Addressing the dual challenges of dynamic user preference modeling and efficient long-sequence inference in sequential recommendation, this paper systematically investigates State Space Models (SSMs), reference-free preference optimization (ORPO), and adaptive training strategies. We introduce SSMs—specifically Mamba-based architectures—to sequential recommendation for the first time, demonstrating a 40% reduction in inference memory and a 35% decrease in latency compared to Transformer-based baselines. We propose a single-stage, LLM-driven ORPO framework that optimizes recommendation relevance without requiring a fixed reference model, yielding a 2.1% improvement in NDCG@10. Additionally, we design an adaptive batch-size and learning-rate scheduling algorithm that reduces total training time by 28%. Collectively, these three innovations establish a new paradigm for sequential recommendation that achieves high accuracy, low computational overhead, and rapid convergence.

Recommender systems aim to estimate the dynamically changing user preferences and sequential dependencies between historical user behaviour and metadata.
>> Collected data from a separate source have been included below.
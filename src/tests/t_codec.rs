use super::*;
use crate::ast::{
    Expression, FloatLiteral, IntegerLiteral, Meta, Program, Statement, StringLiteral,
};
use indoc::indoc;

fn codec() -> Codec {
    Codec::new()
}

fn encode_expression(expression: &Expression) -> Vec<u8> {
    let mut buf = Vec::new();
    codec()
        .encode_expression(&mut buf, expression)
        .expect("failed to encode");
    buf
}

fn decode_expression(bytes: &[u8]) -> Expression {
    let mut reader = FrameReader::new(bytes);
    codec()
        .decode_expression(&mut reader)
        .expect("failed to decode")
}

fn encode_program(program: &Program) -> Vec<u8> {
    let mut buf = Vec::new();
    codec()
        .encode_program(&mut buf, program)
        .expect("failed to encode");
    buf
}

fn parse_program(source: &str) -> Program {
    crate::parse::parse(source, "test.vcl").expect("failed to parse")
}

/// Round-trips a program and asserts the re-encoded bytes are identical.
/// Trivia is not encoded, so byte equality is exactly structural equality.
fn assert_program_round_trip(source: &str) {
    let program = parse_program(source);
    let encoded = encode_program(&program);

    let mut reader = FrameReader::new(encoded.as_slice());
    let decoded = codec()
        .decode_program(&mut reader)
        .expect("failed to decode");

    let re_encoded = encode_program(&decoded);
    assert_eq!(encoded, re_encoded);
}

#[test]
fn test_integer_round_trip_full_range() {
    for value in [i64::MIN, -99, 0, 9999, i64::MAX] {
        let original = Expression::Integer(IntegerLiteral {
            meta: Meta::detached(),
            value,
        });
        match decode_expression(&encode_expression(&original)) {
            Expression::Integer(decoded) => assert_eq!(decoded.value, value),
            other => panic!("expected integer, got {:?}", other),
        }
    }
}

#[test]
fn test_float_round_trip_is_bitwise() {
    for value in [0.0f64, -0.0, 1.5, f64::INFINITY, f64::NEG_INFINITY, f64::MIN] {
        let original = Expression::Float(FloatLiteral {
            meta: Meta::detached(),
            value,
        });
        match decode_expression(&encode_expression(&original)) {
            Expression::Float(decoded) => {
                assert_eq!(decoded.value.to_be_bytes(), value.to_be_bytes())
            }
            other => panic!("expected float, got {:?}", other),
        }
    }
}

#[test]
fn test_string_round_trip_multibyte() {
    let value = "café — \u{1F980} straße";
    let original = Expression::String(StringLiteral {
        meta: Meta::detached(),
        value: value.to_string(),
    });
    match decode_expression(&encode_expression(&original)) {
        Expression::String(decoded) => assert_eq!(decoded.value, value),
        other => panic!("expected string, got {:?}", other),
    }
}

#[test]
fn test_string_at_frame_limit() {
    let value = "x".repeat(65535);
    let original = Expression::String(StringLiteral {
        meta: Meta::detached(),
        value: value.clone(),
    });
    match decode_expression(&encode_expression(&original)) {
        Expression::String(decoded) => assert_eq!(decoded.value.len(), 65535),
        other => panic!("expected string, got {:?}", other),
    }
}

#[test]
fn test_string_over_frame_limit_is_oversize() {
    let original = Expression::String(StringLiteral {
        meta: Meta::detached(),
        value: "x".repeat(65536),
    });
    let mut buf = Vec::new();
    match codec().encode_expression(&mut buf, &original) {
        Err(CodecError::Oversize) => {}
        other => panic!("expected oversize error, got {:?}", other),
    }
}

#[test]
fn test_expression_tree_round_trip() {
    let program = parse_program(indoc! {r#"
        sub vcl_recv {
            set req.http.X = if(req.restarts > 0 && !req.http.Done, "retry", req.http.Mode + "-suffix");
        }
    "#});
    let encoded = encode_program(&program);

    let mut reader = FrameReader::new(encoded.as_slice());
    let decoded = codec().decode_program(&mut reader).unwrap();

    assert_eq!(encoded, encode_program(&decoded));
}

#[test]
fn test_acl_round_trip() {
    assert_program_round_trip(indoc! {r#"
        acl office {
            "192.168.0.1";
            "10.0.0.0"/8;
            !"10.1.2.3";
        }
    "#});
}

#[test]
fn test_backend_and_director_round_trip() {
    assert_program_round_trip(indoc! {r#"
        backend origin {
            .host = "origin.example.com";
            .port = "443";
            .probe = {
                .request = "HEAD / HTTP/1.1";
                .timeout = 2s;
            }
        }

        director pool random {
            .quorum = 50;
            { .backend = origin; .weight = 2; }
        }
    "#});
}

#[test]
fn test_table_round_trip() {
    assert_program_round_trip(indoc! {r#"
        table redirects {
            "/old": "/new",
        }

        table weights INTEGER {
            "a": 1,
        }
    "#});
}

#[test]
fn test_control_flow_round_trip() {
    assert_program_round_trip(indoc! {r#"
        sub vcl_recv {
            if (req.http.A == "1") {
                restart;
            } else if (req.http.B == "1") {
                esi;
            } else {
                error 503 "down";
            }

            switch (req.http.Host) {
            case "a":
                set req.http.X = "a";
                fallthrough;
            case ~"^b":
                break;
            default:
                break;
            }

            goto done;
            done:
            return(lookup);
        }
    "#});
}

#[test]
fn test_subroutine_shapes_round_trip() {
    assert_program_round_trip(indoc! {r#"
        sub helper STRING {
            declare local var.out STRING;
            set var.out = "x";
            return var.out;
        }

        penaltybox abusers {
        }

        ratecounter hits {
        }

        sub vcl_recv {
            call other;
            unset req.http.Cookie;
            log "hello";
            synthetic {"<html></html>"};
        }
    "#});
}

#[test]
fn test_return_parenthesis_survives_round_trip() {
    let program = parse_program(indoc! {r#"
        sub pick STRING {
            return "bare";
        }

        sub vcl_recv {
            return(lookup);
        }
    "#});
    let encoded = encode_program(&program);

    let mut reader = FrameReader::new(encoded.as_slice());
    let decoded = codec().decode_program(&mut reader).unwrap();

    let returns: Vec<_> = decoded
        .subroutines()
        .map(|sub| match &sub.block.statements[0] {
            Statement::Return(stmt) => stmt,
            other => panic!("expected return statement, got {:?}", other),
        })
        .collect();
    assert!(!returns[0].has_parenthesis);
    assert!(returns[0].expression.is_some());
    assert!(returns[1].has_parenthesis);
}

#[test]
fn test_decoded_trivia_is_detached() {
    let program = parse_program(indoc! {r#"
        sub vcl_recv {
            # leading comment survives parsing but not encoding
            restart;
        }
    "#});
    let encoded = encode_program(&program);

    let mut reader = FrameReader::new(encoded.as_slice());
    let decoded = codec().decode_program(&mut reader).unwrap();

    let sub = decoded.subroutines().next().unwrap();
    let meta = sub.block.statements[0].meta();
    assert!(meta.leading.is_empty());
    assert_eq!(meta.token.line, 0);
}

#[test]
fn test_empty_stream_decodes_to_empty_program() {
    let mut reader = FrameReader::new(&[][..]);
    let program = codec().decode_program(&mut reader).unwrap();
    assert!(program.body.is_empty());
}

#[test]
fn test_truncated_stream() {
    let program = parse_program("sub vcl_recv {\n    restart;\n}\n");
    let mut encoded = encode_program(&program);
    encoded.truncate(encoded.len() - 2);

    let mut reader = FrameReader::new(encoded.as_slice());
    match codec().decode_program(&mut reader) {
        Err(CodecError::Truncated) | Err(CodecError::UnexpectedEof) => {}
        other => panic!("expected truncation error, got {:?}", other),
    }
}

#[test]
fn test_unknown_tag_rejected() {
    let bytes = [0xffu8, 0x00, 0x00];
    let mut reader = FrameReader::new(&bytes[..]);
    match codec().decode_program(&mut reader) {
        Err(CodecError::UnknownTag(0xff)) => {}
        other => panic!("expected unknown-tag error, got {:?}", other),
    }
}

#[test]
fn test_unexpected_fin_rejected() {
    // A FIN frame in node position is a protocol error.
    let bytes = [Tag::Fin as u8, 0x00, 0x00];
    let mut reader = FrameReader::new(&bytes[..]);
    match codec().decode_program(&mut reader) {
        Err(CodecError::UnexpectedFin) => {}
        other => panic!("expected unexpected-fin error, got {:?}", other),
    }
}

#[test]
fn test_tag_mismatch_reports_names() {
    // An ACL must open with its name; a BOOL child in that slot is a
    // mismatch.
    let bytes = [
        Tag::Acl as u8,
        0x00,
        0x00,
        Tag::Bool as u8,
        0x00,
        0x01,
        0x01,
    ];
    let mut reader = FrameReader::new(&bytes[..]);
    match codec().decode_program(&mut reader) {
        Err(CodecError::TagMismatch { expected, found }) => {
            assert_eq!(expected, "IDENT");
            assert_eq!(found, "BOOL");
        }
        other => panic!("expected tag mismatch, got {:?}", other),
    }
}

#[test]
fn test_frame_reader_peek_does_not_consume() {
    let value = Expression::Integer(IntegerLiteral {
        meta: Meta::detached(),
        value: 7,
    });
    let bytes = encode_expression(&value);

    let mut reader = FrameReader::new(bytes.as_slice());
    assert_eq!(reader.peek_tag().unwrap(), Some(Tag::Integer));
    assert_eq!(reader.peek_tag().unwrap(), Some(Tag::Integer));

    let frame = reader.next_frame().unwrap().unwrap();
    assert_eq!(frame.tag, Tag::Integer);
    assert_eq!(frame.payload, 7i64.to_be_bytes());
    assert!(reader.next_frame().unwrap().is_none());
}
Although transformer-based models have proven to be effective in sequential recommendations, their state growth is proportional to the length of the sequence that is being processed, which makes them expensive in terms of memory and inference costs. Our research focused on three promising directions in sequential recommendations: enhancing speed through the use of State Space Models (SSM), as they can achieve SOTA results in the sequential recommendations domain with lower latency, memory, and inference costs, as proposed by arXiv:2403.03900 improving the quality of recommendations with Large Language Models (LLMs) via Monolithic Preference Optimization without Reference Model (ORPO); and implementing adaptive batch- and step-size algorithms to reduce costs and accelerate training processes.